Telling your customers how much they owe you and how soon they need to pay is an
important step in bookkeeping. After all, if money isn’t flowing into your
organization from outside sources, eventually you’ll close up shop and close
your QuickBooks company file for the last time.
Although
businesses use several different sales forms to bill customers, the invoice is
the most popular, and, unsurprisingly, customer billing is often called
invoicing. This chapter begins by explaining the differences between invoices,
statements, and sales receipts—each of which is a way of billing customers in
QuickBooks—and when each is most appropriate.
After
that, you’ll learn how to fill in invoice forms in QuickBooks, whether you’re
invoicing for services, products, or both. If you send invoices for the same
items to many of your customers (and don’t use the program’s multiple
currencies feature), QuickBooks’ batch invoice feature can help: You select the
customers, add the items you want on the invoices, and the program creates all
the invoices for you.

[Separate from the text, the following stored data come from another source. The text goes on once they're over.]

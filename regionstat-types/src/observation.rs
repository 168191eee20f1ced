//! Observation - a single recorded latency sample.

/// One latency/uptime sample tagged with the region it was recorded in.
///
/// Observations are created once when a dataset is loaded and are never
/// mutated afterwards. Extra fields in serialized records are ignored.
///
/// # Example
///
/// ```rust
/// use regionstat_types::Observation;
///
/// let obs = Observation::new("eu-west", 87.5, 99.2);
/// assert!(obs.exceeds(80.0));
/// assert!(!obs.exceeds(87.5));
/// ```
#[derive(Debug, Clone, PartialEq)]
#[cfg_attr(feature = "serde", derive(serde::Serialize, serde::Deserialize))]
pub struct Observation {
    /// Opaque region identifier (e.g. a deployment location).
    pub region: String,

    /// Measured latency in milliseconds.
    pub latency_ms: f64,

    /// Uptime percentage, nominally in `[0, 100]` (not validated).
    pub uptime_pct: f64,
}

impl Observation {
    /// Create a new observation.
    pub fn new(region: impl Into<String>, latency_ms: f64, uptime_pct: f64) -> Self {
        Self {
            region: region.into(),
            latency_ms,
            uptime_pct,
        }
    }

    /// Whether this sample breaches the given threshold.
    ///
    /// The comparison is strict: a latency equal to the threshold is not a breach.
    pub fn exceeds(&self, threshold_ms: f64) -> bool {
        self.latency_ms > threshold_ms
    }
}
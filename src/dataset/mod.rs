//! Dataset loading and lookup.
//!
//! Observations are read once from a [`DatasetSource`] at startup and frozen
//! into a [`DatasetStore`]. A failed load never aborts the process: it yields
//! an empty store and the failure is reported through [`LoadOutcome`].

mod file;
mod memory;
mod store;

pub use file::FileSource;
pub use memory::MemorySource;
pub use store::{DatasetStore, LoadOutcome};

use std::fmt::Debug;

use regionstat_types::Observation;

use crate::error::DatasetError;

/// Trait for loading latency observations from various backends.
///
/// # Example
///
/// ```
/// use regionstat::{DatasetSource, FileSource};
///
/// let source = FileSource::new("q-vercel-latency.json");
/// match source.load() {
///     Ok(observations) => println!("Loaded {} observations", observations.len()),
///     Err(e) => eprintln!("{}", e),
/// }
/// ```
pub trait DatasetSource: Send + Sync + Debug {
    /// Load every observation, in source order.
    fn load(&self) -> Result<Vec<Observation>, DatasetError>;

    /// Returns a human-readable description of the source.
    fn description(&self) -> &str;
}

If you track billable hours and reimbursable expenses
with QuickBooks, you can also have the program chuck those charges into the
invoices you create.
Finally, you’ll find
out how to handle a few special billing situations, like creating invoices when
products you sell are on backorder and how to handle products you sell on
consignment. You’ll also learn how to create estimates for jobs and then use
them to generate invoices as you perform the work. And, since you occasionally
have to give money back to customers, you’ll learn how to assign a credit to a
customer’s account, which you can then deduct from an existing invoice, refund
by cutting a refund check, or apply to the customer’s next invoice.